Dr. Nyiszli wrote his only book, Auschwitz: A Doctor’s Eyewitness Account, shortly after returning home to Hungary from the camps as a document for the rest of history to study. He attempts to tell the unadulterated and uncensored tale of The Third Reich’s systematic murder of any individual who did not fit into their worldview. Where as many accounts of the Nazi’s concentration camps comes from the lives of the prisoners who were starved and tortured, Dr. Nyiszli came from a position that has made his book as well as his memory (he passed away in May of 1956) both invaluable and reviled.

In the summer of 1944, The Nyiszli family arrived by train to the Auschwitz-Birkenau extermination camp in Poland, with a convoy of Jews from Eastern Europe. During the “selection” process," Dr. Nyiszli was separated from his wife and daughter after volunteering the information regarding his profession. Little did he know, he would end up serving as the primary physician and autopsy expert for one of the most infamous of the Nazi war criminals: Dr. Joseph Mengele So, from June of 1944 to January of 1945, Dr. Miklos Nyiszli served with the Sonderkommando (a group of Jewish prisoners, executed generally every four months, who worked the Crematoria and gas chambers in exchange for a slightly better lot in life) as well as serving as the physician to the SS, who were not only Auschwitz’s administrators, but also chief Executioners. Dr. Nyiszli would primarily, however, spent the majority of his time in the camp performing autopsies under the direction of Dr. Mengele, who was attempting to prove via pseudoscience, the “inferiority” of “non-Aryans.”

Auschwitz: A Doctor’s Eyewitness Account is a gut-churning tale with an unflinching narrative manner. While there are plenty of other stories regarding “The Final Solution” and the associated Nazi camps, Dr. Nyiszli’s book can be a cause for argument, and has remained such since it’s initial publication in 1947. At the same time, Auschwitz is also a valuable document, giving a unique insider’s view at the functioning and organization of a veritable genocide machine. Dr. Bruno Bettelheim, a psychologist who wrote the forward to the 1960’s paperback edition of Auschwitz (which has been included in most reprints since that time,) issued a scathing criticism of Dr. Nyiszli’s decision to assist as the chief pathologist at Auschwitz. Dr. Bettelheim also likened this to one of the most well-know stories of The Holocaust: The Diary of Anne Frank, arguing that the Franks, and by implication, Dr. Nyiszli and most other Jews, were led by the urge to attempt living life with “business as usual,” leading ultimately to the death of an entire family as well as approximately 6 million Jews and millions of other minority groups throughout Europe. This criticism, however, is light when considering the words of Michael Nevins, M.D., who wrote the essay Moral Dilemmas faced by Jewish Doctors during The Holocaust. Nevins flatly says “Dr. Nyiszli was a reprehensible individual who ingratiated himself with his masters in order to save his own skin.”

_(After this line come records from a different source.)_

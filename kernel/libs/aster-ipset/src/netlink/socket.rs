// SPDX-License-Identifier: MPL-2.0

//! The transport of the control protocol.

use align_ext::AlignExt;
use spin::Mutex;
use zerocopy::IntoBytes;

use super::{
    dump::DumpCursor,
    kernel::{RequestCtx, Response},
    segment::{done_segment, CMsgSegHdr, ErrorSegment, IpsetSegment, SegHdrCommonFlags, SEG_HEADER_LEN},
    NLMSG_ALIGN,
};
use crate::{prelude::*, util::SliceReader, IpSetCore};

/// The kernel end of the control socket of one user-space process.
///
/// Requests are handled synchronously by [`Self::send`]; their replies are
/// queued until user space reads them with [`Self::recv`]. A dump produces
/// one message each time the queue runs empty.
pub struct IpsetNetlinkSocket {
    core: Arc<IpSetCore>,
    ctx: RequestCtx,
    receive_queue: Mutex<VecDeque<Vec<u8>>>,
    dump: Mutex<Option<DumpCursor>>,
}

impl IpsetNetlinkSocket {
    pub fn new(core: Arc<IpSetCore>, ctx: RequestCtx) -> Self {
        Self {
            core,
            ctx,
            receive_queue: Mutex::new(VecDeque::new()),
            dump: Mutex::new(None),
        }
    }

    /// Handles every request contained in `bytes`.
    ///
    /// Returns the number of bytes consumed.
    pub fn send(&self, bytes: &[u8]) -> Result<usize> {
        let mut reader = SliceReader::new(bytes);

        while reader.remain() >= SEG_HEADER_LEN {
            let header = reader.read_val::<CMsgSegHdr>()?;
            let Some(payload_len) = (header.len as usize).checked_sub(SEG_HEADER_LEN) else {
                return_errno_with_message!(Errno::EINVAL, "the segment length is too small");
            };
            let payload = reader.read_bytes(payload_len)?;
            let padding_len = payload_len.align_up(NLMSG_ALIGN) - payload_len;
            reader.skip_some(padding_len);

            // Only requests are handled, the rest is silently dropped.
            if !SegHdrCommonFlags::from_bits_truncate(header.flags)
                .contains(SegHdrCommonFlags::REQUEST)
            {
                continue;
            }

            match IpsetSegment::read_from(header, &mut SliceReader::new(payload)) {
                Ok(mut request) => self.handle_request(&mut request),
                Err(error) => {
                    let mut raw = Vec::with_capacity(header.len as usize);
                    raw.extend_from_slice(header.as_bytes());
                    raw.extend_from_slice(payload);
                    let err_segment = ErrorSegment::new_from_raw(&header, &raw, Some(error));
                    self.enqueue(err_segment.to_bytes());
                }
            }
        }

        Ok(reader.pos())
    }

    fn handle_request(&self, request: &mut IpsetSegment) {
        // Only one dump may run at a time.
        if request.cmd().is_dump() && self.dump.lock().is_some() {
            let error = Error::with_message(Errno::EBUSY, "a dump is in progress");
            self.enqueue(ErrorSegment::new_from_request(request, Some(error)).to_bytes());
            return;
        }

        match self.core.handle_request(request, &self.ctx) {
            Response::Messages(messages) => {
                for message in messages {
                    self.enqueue(message);
                }
            }
            Response::Dump(cursor) => *self.dump.lock() = Some(cursor),
        }
    }

    fn enqueue(&self, message: Vec<u8>) {
        self.receive_queue.lock().push_back(message);
    }

    /// Takes the next reply message.
    pub fn recv(&self) -> Option<Vec<u8>> {
        if let Some(message) = self.receive_queue.lock().pop_front() {
            return Some(message);
        }

        let mut dump = self.dump.lock();
        let cursor = dump.as_mut()?;
        let message = match self.core.dump_step(cursor) {
            Ok(Some(message)) => Some(message),
            Ok(None) => None,
            Err(error) => Some(done_segment(cursor.seq(), cursor.pid(), -error.code())),
        };
        if cursor.is_finished() {
            *dump = None;
        }
        message
    }

    /// Returns whether a dump still has messages to produce.
    pub fn has_pending_dump(&self) -> bool {
        self.dump.lock().is_some()
    }

    /// Abandons the pending dump, if any, and drops the queued replies.
    pub fn close(&self) {
        if let Some(mut cursor) = self.dump.lock().take() {
            self.core.dump_done(&mut cursor);
        }
        self.receive_queue.lock().clear();
    }
}

impl Drop for IpsetNetlinkSocket {
    fn drop(&mut self) {
        self.close();
    }
}

impl Debug for IpsetNetlinkSocket {
    fn fmt(&self, f: &mut core::fmt::Formatter<'_>) -> core::fmt::Result {
        f.debug_struct("IpsetNetlinkSocket")
            .field("ctx", &self.ctx)
            .field("queued", &self.receive_queue.lock().len())
            .field("dump", &self.dump.lock().is_some())
            .finish()
    }
}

While it is difficult to understand how a seemingly rational person could take part in the activities of Auschwitz-Birkenau, leading millions to their deaths, does Dr. Miklos Nyiszli deserve the mountains of scorn that have been heaped upon him?

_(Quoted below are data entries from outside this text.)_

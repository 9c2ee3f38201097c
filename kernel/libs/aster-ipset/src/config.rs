// SPDX-License-Identifier: MPL-2.0

//! Module parameters of the set engine.
//!
//! The parameters are given as whitespace-separated `key=value` pairs,
//! the same way kernel module arguments are passed on the command line:
//!
//! ```text
//! max_sets=1024 max_resize_retries=4 dump_message_size=4096
//! ```

use crate::{prelude::*, table::IPSET_INVALID_ID};

/// Tunables of the set engine.
#[derive(Debug, Clone, Copy, PartialEq, Eq)]
pub struct IpSetConfig {
    /// The capacity of the set table.
    pub max_sets: u16,
    /// How many times an add may resize the set before the error is reported.
    pub max_resize_retries: u32,
    /// The upper bound of the size of a single dump message.
    pub dump_message_size: usize,
}

impl Default for IpSetConfig {
    fn default() -> Self {
        Self {
            max_sets: 256,
            max_resize_retries: 8,
            dump_message_size: 8192,
        }
    }
}

/// The smallest dump message that can still carry a set header.
const MIN_DUMP_MESSAGE_SIZE: usize = 512;
/// The largest reply message; nested attribute lengths are 16-bit.
const MAX_DUMP_MESSAGE_SIZE: usize = u16::MAX as usize;

impl IpSetConfig {
    /// Parses module arguments on top of the default configuration.
    ///
    /// Unknown keys are ignored with a warning, malformed values are rejected.
    pub fn from_module_args(args: &str) -> Result<Self> {
        let mut config = Self::default();

        for arg in args.split_whitespace() {
            let Some(param) = ModuleParam::from_arg(arg) else {
                warn!("ip_set: malformed module argument `{}`", arg);
                return_errno_with_message!(Errno::EINVAL, "malformed module argument");
            };

            match param.key {
                "max_sets" => config.max_sets = param.value.parse()?,
                "max_resize_retries" => config.max_resize_retries = param.value.parse()?,
                "dump_message_size" => config.dump_message_size = param.value.parse()?,
                key => warn!("ip_set: unknown module parameter `{}`", key),
            }
        }

        config.validate()?;
        Ok(config)
    }

    fn validate(&self) -> Result<()> {
        if self.max_sets == 0 {
            return_errno_with_message!(Errno::EINVAL, "the set table cannot be empty");
        }
        if self.dump_message_size < MIN_DUMP_MESSAGE_SIZE {
            return_errno_with_message!(Errno::EINVAL, "the dump message size is too small");
        }
        if self.dump_message_size > MAX_DUMP_MESSAGE_SIZE {
            return_errno_with_message!(Errno::EINVAL, "the dump message size is too large");
        }
        Ok(())
    }

    /// Returns the effective size limit of a reply message.
    ///
    /// The fields are public, so a configuration that skipped validation is
    /// brought back into range here.
    pub(crate) fn message_size(&self) -> usize {
        self.dump_message_size
            .clamp(MIN_DUMP_MESSAGE_SIZE, MAX_DUMP_MESSAGE_SIZE)
    }

    /// Returns the effective table capacity.
    ///
    /// The last index is reserved as the invalid handle.
    pub(crate) fn table_capacity(&self) -> usize {
        self.max_sets.min(IPSET_INVALID_ID - 1) as usize
    }
}

struct ModuleParam<'a> {
    key: &'a str,
    value: &'a str,
}

impl<'a> ModuleParam<'a> {
    fn from_arg(arg: &'a str) -> Option<Self> {
        let (key, value) = arg.split_once('=')?;
        if key.is_empty() || value.is_empty() {
            return None;
        }
        Some(Self { key, value })
    }
}
impl IpSetCore {
    /// Creates the engine with the built-in set types available on demand.
    pub fn new(config: IpSetConfig) -> Self {
        Self::with_loader(config, Some(Box::new(BuiltinTypeLoader)))
    }

    pub fn with_loader(config: IpSetConfig, loader: Option<Box<dyn TypeLoader>>) -> Self {
        info!("ip_set: protocol {}", IPSET_PROTOCOL);
        debug!("ip_set: {:?}", config);

        Self {
            config,
            registry: TypeRegistry::new(loader),
            table: SetTable::new(config.table_capacity()),
        }
    }

    pub fn config(&self) -> &IpSetConfig {
        &self.config
    }

    pub fn registry(&self) -> &TypeRegistry {
        &self.registry
    }

    pub fn table(&self) -> &SetTable {
        &self.table
    }

    pub fn create(&self, request: &CreateRequest<'_>) -> Result<SetId> {
        self.table.create(&self.registry, request)
    }

    pub fn destroy(&self, name: Option<&str>) -> Result<()> {
        self.table.destroy(name)
    }

    pub fn flush(&self, name: Option<&str>) -> Result<()> {
        self.table.flush(name)
    }

    pub fn rename(&self, from: &str, to: &SetName) -> Result<()> {
        self.table.rename(from, to)
    }

    pub fn swap(&self, from: &str, to: &str) -> Result<()> {
        self.table.swap(from, to)
    }

    pub fn test(
        &self,
        id: SetId,
        pkt: &PacketInfo,
        family: NfProto,
        dim: u8,
        flags: DimFlags,
    ) -> bool {
        self.table.test(id, pkt, family, dim, flags)
    }

    pub fn add(
        &self,
        id: SetId,
        pkt: &PacketInfo,
        family: NfProto,
        dim: u8,
        flags: DimFlags,
    ) -> Result<()> {
        self.table.add(id, pkt, family, dim, flags)
    }

    pub fn del(
        &self,
        id: SetId,
        pkt: &PacketInfo,
        family: NfProto,
        dim: u8,
        flags: DimFlags,
    ) -> Result<()> {
        self.table.del(id, pkt, family, dim, flags)
    }

    /// Takes a reference to set `name` on behalf of a packet filter rule.
    pub fn nfnl_get(&self, name: &str) -> SetId {
        self.table.nfnl_get(name)
    }

    pub fn nfnl_get_by_index(&self, id: SetId) -> SetId {
        self.table.nfnl_get_by_index(id)
    }

    pub fn nfnl_put(&self, id: SetId) {
        self.table.nfnl_put(id)
    }

    /// Handles a control protocol request.
    ///
    /// The request is mutable because a failing batch records the failing
    /// line number in it.
    pub fn handle_request(&self, request: &mut IpsetSegment, ctx: &RequestCtx) -> Response {
        netlink::handle_request(self, request, ctx)
    }

    /// Starts answering a list or save request.
    pub fn start_dump(&self, request: &IpsetSegment, ctx: &RequestCtx) -> Result<DumpCursor> {
        netlink::start_dump(self, request, ctx)
    }

    /// Produces the next message of a dump, or `None` once it is over.
    pub fn dump_step(&self, cursor: &mut DumpCursor) -> Result<Option<Vec<u8>>> {
        cursor.step(&self.table, self.config.message_size())
    }

    /// Tears down a dump, releasing the set it was listing.
    ///
    /// Must be called for every dump that is abandoned before its end.
    pub fn dump_done(&self, cursor: &mut DumpCursor) {
        cursor.release(&self.table);
    }

    /// Answers a `getsockopt` request on the set engine option.
    pub fn getsockopt(&self, ctx: &RequestCtx, optname: i32, buf: &mut [u8]) -> Result<()> {
        sockopt::getsockopt(&self.table, ctx, optname, buf)
    }
}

It is easy to find anyone who would take part in such atrocity as horrible or hate-worthy, but knowing that Dr. Nyiszli held no sympathy to The Third Reich turns the situation into a profound moral ambiguity. In Auschwitz, Dr. Nyiszli repeatedly points out that his concerns while in the camp were the safety of his wife and daughter, as well as trying to stay alive long enough to tell the public of the concentration camps. As well, the depth of violence being committed in the walls of Auschwitz-Birkenau was clearly a surprise to Dr. Nyiszli, and he repeatedly says that each new development he witnessed (I.e. the varying methods of execution and corpse disposal) disturbed him greatly.

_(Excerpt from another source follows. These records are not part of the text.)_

//! Content-block vocabulary for converted pages.
//!
//! A page body is an ordered sequence of [`Block`] values. The serialized
//! shape follows block-based document APIs: a `type` tag plus only the
//! fields that kind carries. Table structure is enforced by type: a table
//! holds [`TableRow`]s and a row holds plain text cells, never blocks.

use serde::{Deserialize, Serialize};

/// Inline style flags for one rich text run.
///
/// A style applies to the whole run; runs never nest. Link targets live on
/// [`RichText::href`], not here.
#[derive(Debug, Clone, Copy, Default, PartialEq, Eq, Serialize, Deserialize)]
#[serde(default)]
pub struct Annotations {
    pub bold: bool,
    pub italic: bool,
    pub strikethrough: bool,
}

impl Annotations {
    fn is_plain(&self) -> bool {
        !(self.bold || self.italic || self.strikethrough)
    }
}

/// One inline-styled text run.
#[derive(Debug, Clone, PartialEq, Eq, Serialize, Deserialize)]
pub struct RichText {
    pub plain_text: String,
    #[serde(default, skip_serializing_if = "Annotations::is_plain")]
    pub annotations: Annotations,
    #[serde(default, skip_serializing_if = "Option::is_none")]
    pub href: Option<String>,
}

impl RichText {
    /// An unstyled run. Inline styling from the source markup is carried
    /// textually (see [`markup_inline`]), so this is what the converter
    /// emits everywhere.
    pub fn plain(text: impl Into<String>) -> Self {
        Self {
            plain_text: text.into(),
            annotations: Annotations::default(),
            href: None,
        }
    }
}

/// One row of a table block. Cells are plain text in column order; an empty
/// cell is an empty string so column positions survive.
#[derive(Debug, Clone, Default, PartialEq, Eq, Serialize, Deserialize)]
pub struct TableRow {
    pub cells: Vec<String>,
}

impl TableRow {
    pub fn new(cells: Vec<String>) -> Self {
        Self { cells }
    }
}

/// Heading depth. Only three levels exist in the output vocabulary; deeper
/// source headings are unmapped tags and fall back to leftover text.
#[derive(Debug, Clone, Copy, PartialEq, Eq)]
pub enum HeadingLevel {
    H1,
    H2,
    H3,
}

/// One node of the output content tree.
#[derive(Debug, Clone, PartialEq, Eq, Serialize, Deserialize)]
#[serde(tag = "type", rename_all = "snake_case")]
pub enum Block {
    // snake_case would not put an underscore before the digit
    #[serde(rename = "heading_1")]
    Heading1 {
        rich_text: Vec<RichText>,
    },
    #[serde(rename = "heading_2")]
    Heading2 {
        rich_text: Vec<RichText>,
    },
    #[serde(rename = "heading_3")]
    Heading3 {
        rich_text: Vec<RichText>,
    },
    Paragraph {
        rich_text: Vec<RichText>,
    },
    BulletedListItem {
        rich_text: Vec<RichText>,
        #[serde(default, skip_serializing_if = "Vec::is_empty")]
        children: Vec<Block>,
    },
    NumberedListItem {
        rich_text: Vec<RichText>,
        #[serde(default, skip_serializing_if = "Vec::is_empty")]
        children: Vec<Block>,
    },
    Code {
        rich_text: Vec<RichText>,
        #[serde(default, skip_serializing_if = "Option::is_none")]
        language: Option<String>,
    },
    Quote {
        rich_text: Vec<RichText>,
    },
    Divider,
    Table {
        rows: Vec<TableRow>,
    },
    Embed {
        url: String,
    },
}

impl Block {
    pub fn heading(level: HeadingLevel, text: impl Into<String>) -> Self {
        let rich_text = vec![RichText::plain(text)];
        match level {
            HeadingLevel::H1 => Block::Heading1 { rich_text },
            HeadingLevel::H2 => Block::Heading2 { rich_text },
            HeadingLevel::H3 => Block::Heading3 { rich_text },
        }
    }

    pub fn paragraph(text: impl Into<String>) -> Self {
        Block::Paragraph {
            rich_text: vec![RichText::plain(text)],
        }
    }

    pub fn bulleted_item(text: impl Into<String>) -> Self {
        Block::BulletedListItem {
            rich_text: vec![RichText::plain(text)],
            children: Vec::new(),
        }
    }

    pub fn numbered_item(text: impl Into<String>) -> Self {
        Block::NumberedListItem {
            rich_text: vec![RichText::plain(text)],
            children: Vec::new(),
        }
    }

    pub fn code(text: impl Into<String>, language: Option<&str>) -> Self {
        Block::Code {
            rich_text: vec![RichText::plain(text)],
            language: language.map(str::to_string),
        }
    }

    pub fn quote(text: impl Into<String>) -> Self {
        Block::Quote {
            rich_text: vec![RichText::plain(text)],
        }
    }

    pub fn embed(url: impl Into<String>) -> Self {
        Block::Embed { url: url.into() }
    }

    /// The serialized `type` tag for this block.
    pub fn kind(&self) -> &'static str {
        match self {
            Block::Heading1 { .. } => "heading_1",
            Block::Heading2 { .. } => "heading_2",
            Block::Heading3 { .. } => "heading_3",
            Block::Paragraph { .. } => "paragraph",
            Block::BulletedListItem { .. } => "bulleted_list_item",
            Block::NumberedListItem { .. } => "numbered_list_item",
            Block::Code { .. } => "code",
            Block::Quote { .. } => "quote",
            Block::Divider => "divider",
            Block::Table { .. } => "table",
            Block::Embed { .. } => "embed",
        }
    }

    /// Mutable child list for block kinds that nest (list items). `None`
    /// for everything else; table rows are not blocks and never nest.
    pub fn children_mut(&mut self) -> Option<&mut Vec<Block>> {
        match self {
            Block::BulletedListItem { children, .. }
            | Block::NumberedListItem { children, .. } => Some(children),
            _ => None,
        }
    }

    /// Concatenated plain text of this block's runs. Empty for kinds that
    /// carry no text.
    pub fn plain_text(&self) -> String {
        match self {
            Block::Heading1 { rich_text }
            | Block::Heading2 { rich_text }
            | Block::Heading3 { rich_text }
            | Block::Paragraph { rich_text }
            | Block::BulletedListItem { rich_text, .. }
            | Block::NumberedListItem { rich_text, .. }
            | Block::Code { rich_text, .. }
            | Block::Quote { rich_text } => rich_text
                .iter()
                .map(|run| run.plain_text.as_str())
                .collect::<Vec<_>>()
                .join(""),
            Block::Divider | Block::Table { .. } | Block::Embed { .. } => String::new(),
        }
    }
}

/// Wrap `text` with lightweight textual markup for known inline tags.
///
/// Bold for `b`/`strong`, italic for `i`/`em`, strikethrough for `strike`,
/// angle brackets for `a` (the link target itself is dropped). Unknown tags
/// pass the text through unchanged. Total over any (tag, text) pair.
pub fn markup_inline(tag: &str, text: &str) -> String {
    match tag {
        "b" | "strong" => format!("**{}**", text),
        "i" | "em" => format!("*{}*", text),
        "strike" => format!("~~{}~~", text),
        "a" => format!("<{}>", text),
        _ => text.to_string(),
    }
}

Further, the argument that Dr. Nyiszli volunteered himself merely to preserve his own life is a somewhat problematic accusation. As a conscious human being, Dr. Nyiszli was determined to “save his own skin’ but could that same argument be thrown at the other members of the Sonderkommando? Without his instinct towards self-preservation (as well as his desire to save his family and preserve the tale of his hardship) the world would not have the intimate knowledge of “The Final Solution” that we do today.

Whether or not you agree with the choices made by Dr. Miklos Nyiszli from June of 1944 to January of 1945, this oft-forgotten story deserves to be retold, if not as a cautionary tale, but as a question of man’s instinct to survive versus the moral dilemmas that can face even the most common of people.

3 comments:

  1. Having been to Auschwitz and read Miklós Nyiszli's account told in his own words (‘I was Doctor Mengele's Assistant’), I don't think you could really consider his decision to volunteer as being hard to understand. Everybody was desperately trying to stay alive, he saw a chance and he took it.

    In his account he tried to save a woman who had survived being gassed, he tried to saved his colleague who was losing his mind, saved many inmates from the women’s camp shortly before it was ‘liquidated’ and had deep misgivings about reviving a colleague who tried to take his own life. In a world of madness, he managed to keep a sense of self, and I think, from the book, he was a million miles from being a Mengele.

    At the end of the day he was a mortician. Perform autopsies, or die. I think his actions are fairly understandable.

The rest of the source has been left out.